Wait, did we say “packet filter”? You are right: they were originally designed for filtering network packets. This is a similar task: when forwarding packets (the occurrence of an event), you need to perform some administrative action (accept, drop, log, or redirect the packet, etc.) To perform such actions quickly, a virtual machine was invented (with JIT compilations). The “enhanced” version is considered due to the fact that, compared to the original version of Berkeley Packet Filter, eBPF can be used outside the network context.

Like this. With bpftrace, you can determine which events to monitor and what should happen in response. Bpftrace compiles your high-level bpftrace-written program into eBPF bytecode, tracks events, and loads the bytecode into the kernel.

Dark days before eBPF

Before the advent of eBPF, the solutions were, to put it mildly, awkward. SystemTap is something like the “most serious” predecessor of bpftrace in the Linux family. SystemTap scripts are translated to the C language and loaded into the kernel as modules. The resulting kernel module is then loaded.

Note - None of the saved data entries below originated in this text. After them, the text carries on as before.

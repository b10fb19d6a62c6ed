//! Given steps for graph synchronisation BDD scenarios.

use super::world::{SyncWorld, run_async};
use eyre::WrapErr;
use plansync::tracker::ports::TrackerError;
use rstest_bdd_macros::given;
use tokio_util::sync::CancellationToken;

#[given("the planner produced the parser plan")]
fn planner_produced_plan(world: &mut SyncWorld) -> Result<(), eyre::Report> {
    world.load_plan()
}

#[given("the graph has been synced")]
fn graph_already_synced(world: &mut SyncWorld) -> Result<(), eyre::Report> {
    let graph = world.graph()?;
    let summary = run_async(world.engine.run(graph, &CancellationToken::new()))
        .wrap_err("initial sync")?;
    world.run_id = Some(summary.run_id);
    Ok(())
}

#[given("the tracker rejects credentials after {writes:usize} writes")]
fn tracker_outage(world: &mut SyncWorld, writes: usize) -> Result<(), eyre::Report> {
    world
        .tracker
        .fail_after_mutations(
            writes,
            TrackerError::Unauthorized("token revoked".to_owned()),
        )
        .wrap_err("schedule tracker outage")
}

This approach was very fragile and poorly supported outside of Red Hat Enterprise Linux. He never worked well for me on Ubuntu, which tended to break SystemTap on every kernel update due to a change in the kernel data structure. They also say that in the first days of its existence SystemTap easily led to the kernel panic .

Install bpftrace

It's time to roll up your sleeves! In this guide, we will look at installing bpftrace on Ubuntu 18.04. Newer versions of the distribution are undesirable because during installation, we will need packages that have not yet been compiled for them.

Installing dependencies

First, install Clang 5.0, lbclang 5.0 and LLVM 5.0, including all header files. We will use the packages provided by llvm.org, because those in the Ubuntu repositories are problematic .

wget -O - https://apt.llvm.org/llvm-snapshot.gpg.key | sudo apt-key add - cat <<EOF | sudo tee -a /etc/apt/sources.list deb http://apt.llvm.org/xenial/ llvm-toolchain-xenial main deb-src http://apt.llvm.org/xenial/ llvm-toolchain-xenial main deb http://apt.llvm.org/xenial/ llvm-toolchain-xenial-5.0 main deb-src http://apt.llvm.org/xenial/ llvm-toolchain-xenial-5.0 main EOF sudo apt update sudo apt install clang-5.0 libclang-5.0-dev llvm-5.0 llvm-5.0-dev

Further:

 sudo apt install bison cmake flex g++ git libelf-dev zlib1g-dev libfl-dev

And finally, install libbfcc-dev from upstream, and not from the Ubuntu repository. In the package that is in Ubuntu, there are no header files . And this problem was not solved even at 18.10.

 sudo apt-key adv --keyserver keyserver.ubuntu.com --recv-keys 4052245BD4284CDD echo "deb https://repo.iovisor.org/apt/$(lsb_release -cs) $(lsb_release -cs) main" | sudo tee /etc/apt/sources.list.d/iovisor.list sudo apt update sudo apt install bcc-tools libbcc-examples linux-headers-$(uname -r)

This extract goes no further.